INSTRUCTIONS FOR THE TASK:
Gather the lines from the material that contain "display".
##########
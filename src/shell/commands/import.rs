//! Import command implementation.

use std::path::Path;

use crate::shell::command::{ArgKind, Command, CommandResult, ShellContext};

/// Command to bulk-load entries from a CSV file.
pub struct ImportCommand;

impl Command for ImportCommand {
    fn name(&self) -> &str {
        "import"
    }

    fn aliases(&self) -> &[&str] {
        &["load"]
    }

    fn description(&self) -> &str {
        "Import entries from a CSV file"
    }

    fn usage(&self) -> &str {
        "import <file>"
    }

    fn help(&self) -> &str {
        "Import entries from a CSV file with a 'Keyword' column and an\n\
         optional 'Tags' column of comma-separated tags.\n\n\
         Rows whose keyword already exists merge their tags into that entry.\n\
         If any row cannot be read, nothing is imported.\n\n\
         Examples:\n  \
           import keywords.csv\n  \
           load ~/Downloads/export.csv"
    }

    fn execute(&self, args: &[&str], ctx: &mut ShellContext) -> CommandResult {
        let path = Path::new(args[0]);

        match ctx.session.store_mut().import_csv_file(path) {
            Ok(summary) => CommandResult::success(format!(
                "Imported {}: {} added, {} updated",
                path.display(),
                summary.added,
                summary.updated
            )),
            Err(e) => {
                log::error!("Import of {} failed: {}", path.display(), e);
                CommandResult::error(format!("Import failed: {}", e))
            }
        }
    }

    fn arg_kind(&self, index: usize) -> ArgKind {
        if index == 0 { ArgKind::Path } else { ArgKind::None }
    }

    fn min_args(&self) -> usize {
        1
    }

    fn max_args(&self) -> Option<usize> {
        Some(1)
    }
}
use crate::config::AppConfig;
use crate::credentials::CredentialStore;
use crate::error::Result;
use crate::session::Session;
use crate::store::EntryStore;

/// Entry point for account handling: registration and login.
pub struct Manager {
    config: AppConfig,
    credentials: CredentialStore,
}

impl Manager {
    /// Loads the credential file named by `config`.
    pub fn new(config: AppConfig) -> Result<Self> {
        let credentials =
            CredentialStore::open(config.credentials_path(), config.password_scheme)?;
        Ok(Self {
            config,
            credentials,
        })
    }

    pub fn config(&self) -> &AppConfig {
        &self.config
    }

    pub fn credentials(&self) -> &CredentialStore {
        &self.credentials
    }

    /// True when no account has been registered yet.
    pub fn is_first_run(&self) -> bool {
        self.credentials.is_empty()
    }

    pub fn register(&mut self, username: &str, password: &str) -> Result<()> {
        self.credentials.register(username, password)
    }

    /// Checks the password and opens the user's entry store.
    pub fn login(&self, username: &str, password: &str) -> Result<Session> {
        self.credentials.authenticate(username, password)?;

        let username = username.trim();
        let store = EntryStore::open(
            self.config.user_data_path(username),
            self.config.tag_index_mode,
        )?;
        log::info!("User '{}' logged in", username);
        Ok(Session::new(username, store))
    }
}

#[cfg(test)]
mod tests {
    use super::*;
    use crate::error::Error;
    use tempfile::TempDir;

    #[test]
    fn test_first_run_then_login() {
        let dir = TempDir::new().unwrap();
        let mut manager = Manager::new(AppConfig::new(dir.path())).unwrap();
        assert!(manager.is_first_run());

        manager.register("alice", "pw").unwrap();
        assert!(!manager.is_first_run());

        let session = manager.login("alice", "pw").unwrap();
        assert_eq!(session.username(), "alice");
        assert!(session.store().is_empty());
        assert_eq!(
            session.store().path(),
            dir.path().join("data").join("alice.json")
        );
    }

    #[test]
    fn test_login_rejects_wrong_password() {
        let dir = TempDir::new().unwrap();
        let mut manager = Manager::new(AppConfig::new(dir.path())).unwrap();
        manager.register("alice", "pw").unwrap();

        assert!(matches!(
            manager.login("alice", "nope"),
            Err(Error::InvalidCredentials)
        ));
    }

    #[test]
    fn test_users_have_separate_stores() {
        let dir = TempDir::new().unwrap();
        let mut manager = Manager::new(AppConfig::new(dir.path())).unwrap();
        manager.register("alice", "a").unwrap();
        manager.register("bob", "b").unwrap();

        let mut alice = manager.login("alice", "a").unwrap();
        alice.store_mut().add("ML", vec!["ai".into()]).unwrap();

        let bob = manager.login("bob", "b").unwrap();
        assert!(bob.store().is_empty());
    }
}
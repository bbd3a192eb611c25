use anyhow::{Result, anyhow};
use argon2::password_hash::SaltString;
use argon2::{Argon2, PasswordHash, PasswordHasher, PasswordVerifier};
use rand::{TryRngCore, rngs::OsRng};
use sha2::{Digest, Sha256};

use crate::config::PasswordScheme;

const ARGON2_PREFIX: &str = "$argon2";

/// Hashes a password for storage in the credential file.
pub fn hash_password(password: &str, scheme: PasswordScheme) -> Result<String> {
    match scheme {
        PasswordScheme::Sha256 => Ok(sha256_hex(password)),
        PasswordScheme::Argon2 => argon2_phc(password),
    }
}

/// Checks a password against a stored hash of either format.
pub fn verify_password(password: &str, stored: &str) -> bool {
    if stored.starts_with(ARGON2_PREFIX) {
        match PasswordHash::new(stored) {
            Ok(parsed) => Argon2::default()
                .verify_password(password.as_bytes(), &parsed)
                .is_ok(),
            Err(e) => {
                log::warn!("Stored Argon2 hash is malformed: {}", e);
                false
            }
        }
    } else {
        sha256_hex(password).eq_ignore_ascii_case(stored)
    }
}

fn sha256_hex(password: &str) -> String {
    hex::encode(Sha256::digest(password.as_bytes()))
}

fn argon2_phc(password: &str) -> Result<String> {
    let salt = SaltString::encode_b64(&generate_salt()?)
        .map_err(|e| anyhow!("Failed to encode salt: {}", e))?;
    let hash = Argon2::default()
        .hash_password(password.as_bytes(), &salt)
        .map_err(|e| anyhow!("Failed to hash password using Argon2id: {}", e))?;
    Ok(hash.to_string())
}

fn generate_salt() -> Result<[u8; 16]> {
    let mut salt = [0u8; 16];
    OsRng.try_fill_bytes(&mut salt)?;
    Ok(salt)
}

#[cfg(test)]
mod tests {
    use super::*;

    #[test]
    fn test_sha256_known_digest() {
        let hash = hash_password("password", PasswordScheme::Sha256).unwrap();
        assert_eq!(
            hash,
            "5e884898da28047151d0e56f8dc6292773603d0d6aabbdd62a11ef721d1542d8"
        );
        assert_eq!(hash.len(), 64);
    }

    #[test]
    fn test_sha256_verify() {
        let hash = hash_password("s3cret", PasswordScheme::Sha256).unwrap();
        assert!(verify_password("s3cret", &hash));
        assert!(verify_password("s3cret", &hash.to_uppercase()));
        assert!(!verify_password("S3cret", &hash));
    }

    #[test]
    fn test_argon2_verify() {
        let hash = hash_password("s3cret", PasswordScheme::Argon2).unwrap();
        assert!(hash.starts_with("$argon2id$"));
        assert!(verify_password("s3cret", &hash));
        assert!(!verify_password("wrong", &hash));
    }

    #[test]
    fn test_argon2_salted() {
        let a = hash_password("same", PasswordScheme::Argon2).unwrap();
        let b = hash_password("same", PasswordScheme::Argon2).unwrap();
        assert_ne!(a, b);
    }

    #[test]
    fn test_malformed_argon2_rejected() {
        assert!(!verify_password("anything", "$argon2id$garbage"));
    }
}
##########
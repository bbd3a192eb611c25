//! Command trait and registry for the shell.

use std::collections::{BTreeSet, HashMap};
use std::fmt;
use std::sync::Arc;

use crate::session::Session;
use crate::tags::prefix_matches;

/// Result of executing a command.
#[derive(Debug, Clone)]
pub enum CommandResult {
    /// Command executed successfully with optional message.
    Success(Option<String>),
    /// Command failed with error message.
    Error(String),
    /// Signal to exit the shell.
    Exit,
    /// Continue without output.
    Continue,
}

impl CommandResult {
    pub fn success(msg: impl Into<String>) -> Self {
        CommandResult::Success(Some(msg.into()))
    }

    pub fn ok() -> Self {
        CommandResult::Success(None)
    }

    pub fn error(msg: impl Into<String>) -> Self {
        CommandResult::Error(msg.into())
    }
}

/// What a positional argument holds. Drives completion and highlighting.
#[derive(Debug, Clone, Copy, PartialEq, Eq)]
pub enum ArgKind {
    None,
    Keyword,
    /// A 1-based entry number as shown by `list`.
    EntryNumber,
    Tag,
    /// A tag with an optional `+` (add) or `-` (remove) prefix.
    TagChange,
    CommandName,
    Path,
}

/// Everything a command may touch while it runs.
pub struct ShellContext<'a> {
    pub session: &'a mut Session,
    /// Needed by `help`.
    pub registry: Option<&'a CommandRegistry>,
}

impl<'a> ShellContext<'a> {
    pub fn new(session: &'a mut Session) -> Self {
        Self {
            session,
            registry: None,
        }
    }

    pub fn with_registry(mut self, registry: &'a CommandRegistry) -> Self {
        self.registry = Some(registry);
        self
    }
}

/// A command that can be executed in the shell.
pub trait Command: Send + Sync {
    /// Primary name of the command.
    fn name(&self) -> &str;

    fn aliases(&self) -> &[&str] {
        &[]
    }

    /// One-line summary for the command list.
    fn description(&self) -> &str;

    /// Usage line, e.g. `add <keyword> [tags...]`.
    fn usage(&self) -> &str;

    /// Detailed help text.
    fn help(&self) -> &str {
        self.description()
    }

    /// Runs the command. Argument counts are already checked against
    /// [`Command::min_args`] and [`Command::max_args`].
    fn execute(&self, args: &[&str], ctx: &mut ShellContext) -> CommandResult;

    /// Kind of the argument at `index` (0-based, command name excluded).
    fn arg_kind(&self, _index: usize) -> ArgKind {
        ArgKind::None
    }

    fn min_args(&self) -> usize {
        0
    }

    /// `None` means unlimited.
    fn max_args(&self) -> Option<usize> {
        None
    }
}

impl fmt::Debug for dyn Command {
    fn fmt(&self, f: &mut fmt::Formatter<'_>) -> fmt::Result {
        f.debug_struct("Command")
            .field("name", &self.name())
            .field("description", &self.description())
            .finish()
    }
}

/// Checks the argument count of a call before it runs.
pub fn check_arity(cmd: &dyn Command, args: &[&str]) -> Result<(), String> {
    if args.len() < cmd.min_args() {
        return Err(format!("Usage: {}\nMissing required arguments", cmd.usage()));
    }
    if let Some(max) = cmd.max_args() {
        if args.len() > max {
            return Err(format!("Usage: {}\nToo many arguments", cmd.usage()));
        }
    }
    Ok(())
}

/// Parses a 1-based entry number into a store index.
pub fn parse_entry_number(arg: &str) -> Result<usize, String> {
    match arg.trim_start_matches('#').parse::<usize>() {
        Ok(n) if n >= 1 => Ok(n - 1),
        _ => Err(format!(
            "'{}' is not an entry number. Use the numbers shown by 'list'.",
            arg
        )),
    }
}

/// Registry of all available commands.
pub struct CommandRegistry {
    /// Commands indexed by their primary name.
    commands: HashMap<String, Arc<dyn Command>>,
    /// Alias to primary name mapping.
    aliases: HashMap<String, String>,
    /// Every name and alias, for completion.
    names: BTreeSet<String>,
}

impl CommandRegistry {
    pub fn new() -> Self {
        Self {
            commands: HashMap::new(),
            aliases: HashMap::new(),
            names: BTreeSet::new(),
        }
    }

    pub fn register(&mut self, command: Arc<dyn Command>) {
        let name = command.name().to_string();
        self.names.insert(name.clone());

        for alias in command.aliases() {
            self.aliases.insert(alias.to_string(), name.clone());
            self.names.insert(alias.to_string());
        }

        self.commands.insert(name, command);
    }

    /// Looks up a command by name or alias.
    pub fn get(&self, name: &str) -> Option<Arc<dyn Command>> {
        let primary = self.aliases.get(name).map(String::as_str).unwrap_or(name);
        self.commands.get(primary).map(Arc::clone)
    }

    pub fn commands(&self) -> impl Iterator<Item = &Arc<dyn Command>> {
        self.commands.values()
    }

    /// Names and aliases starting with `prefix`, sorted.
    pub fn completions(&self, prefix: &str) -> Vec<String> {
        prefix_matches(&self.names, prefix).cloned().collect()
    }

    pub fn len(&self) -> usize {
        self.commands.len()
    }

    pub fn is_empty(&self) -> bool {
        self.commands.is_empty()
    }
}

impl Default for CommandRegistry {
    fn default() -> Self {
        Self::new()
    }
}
##########
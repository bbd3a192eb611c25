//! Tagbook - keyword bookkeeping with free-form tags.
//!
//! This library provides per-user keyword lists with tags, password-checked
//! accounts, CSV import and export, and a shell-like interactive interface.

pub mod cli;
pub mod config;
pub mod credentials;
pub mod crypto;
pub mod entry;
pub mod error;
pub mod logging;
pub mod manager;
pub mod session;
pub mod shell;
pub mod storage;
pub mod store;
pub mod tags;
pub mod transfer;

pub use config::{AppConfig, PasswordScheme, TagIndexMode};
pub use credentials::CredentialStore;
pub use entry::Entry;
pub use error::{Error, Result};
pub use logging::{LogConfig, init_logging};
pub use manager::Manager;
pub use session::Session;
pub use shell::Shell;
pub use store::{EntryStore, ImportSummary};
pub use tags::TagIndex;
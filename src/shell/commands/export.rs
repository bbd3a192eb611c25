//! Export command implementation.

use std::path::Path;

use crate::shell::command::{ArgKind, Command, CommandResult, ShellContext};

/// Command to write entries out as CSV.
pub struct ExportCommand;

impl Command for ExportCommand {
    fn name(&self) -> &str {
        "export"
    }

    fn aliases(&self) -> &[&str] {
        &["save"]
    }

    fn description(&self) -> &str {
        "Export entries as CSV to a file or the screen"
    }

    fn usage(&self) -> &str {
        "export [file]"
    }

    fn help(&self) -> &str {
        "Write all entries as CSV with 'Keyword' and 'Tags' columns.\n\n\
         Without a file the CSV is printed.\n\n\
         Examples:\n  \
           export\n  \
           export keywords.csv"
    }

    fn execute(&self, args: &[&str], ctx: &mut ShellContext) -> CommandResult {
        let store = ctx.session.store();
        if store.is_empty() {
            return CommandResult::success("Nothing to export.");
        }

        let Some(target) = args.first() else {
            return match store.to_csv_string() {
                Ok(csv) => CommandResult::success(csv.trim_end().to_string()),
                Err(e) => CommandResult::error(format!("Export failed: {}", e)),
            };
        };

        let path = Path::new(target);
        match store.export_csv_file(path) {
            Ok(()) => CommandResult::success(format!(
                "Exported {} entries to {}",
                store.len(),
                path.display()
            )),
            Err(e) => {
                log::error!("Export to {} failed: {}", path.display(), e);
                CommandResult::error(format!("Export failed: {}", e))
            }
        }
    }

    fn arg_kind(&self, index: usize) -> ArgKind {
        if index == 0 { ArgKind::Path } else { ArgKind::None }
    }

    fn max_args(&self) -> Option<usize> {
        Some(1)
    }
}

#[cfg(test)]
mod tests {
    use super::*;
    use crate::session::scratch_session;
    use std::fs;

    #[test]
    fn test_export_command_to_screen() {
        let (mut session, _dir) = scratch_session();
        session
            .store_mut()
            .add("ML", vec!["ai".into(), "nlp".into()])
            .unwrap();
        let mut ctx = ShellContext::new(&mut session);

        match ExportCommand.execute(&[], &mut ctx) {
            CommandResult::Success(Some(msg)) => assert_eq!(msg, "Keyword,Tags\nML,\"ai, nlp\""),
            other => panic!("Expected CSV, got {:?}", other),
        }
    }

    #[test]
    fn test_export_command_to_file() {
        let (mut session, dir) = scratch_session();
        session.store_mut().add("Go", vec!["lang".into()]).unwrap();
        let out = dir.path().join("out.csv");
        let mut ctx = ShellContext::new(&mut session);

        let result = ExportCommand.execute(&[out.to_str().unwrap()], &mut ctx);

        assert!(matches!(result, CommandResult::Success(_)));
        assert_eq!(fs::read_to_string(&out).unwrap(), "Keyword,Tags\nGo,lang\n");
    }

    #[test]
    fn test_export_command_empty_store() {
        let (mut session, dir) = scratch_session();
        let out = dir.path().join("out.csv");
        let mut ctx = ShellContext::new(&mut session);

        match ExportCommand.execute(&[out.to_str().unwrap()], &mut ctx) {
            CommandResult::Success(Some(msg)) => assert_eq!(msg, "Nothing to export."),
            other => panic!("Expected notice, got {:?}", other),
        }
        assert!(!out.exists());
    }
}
##########
OUTPUT FOR THIS EXERCISE:
                path.display(),
                log::error!("Import of {} failed: {}", path.display(), e);
                path.display()
                log::error!("Export to {} failed: {}", path.display(), e);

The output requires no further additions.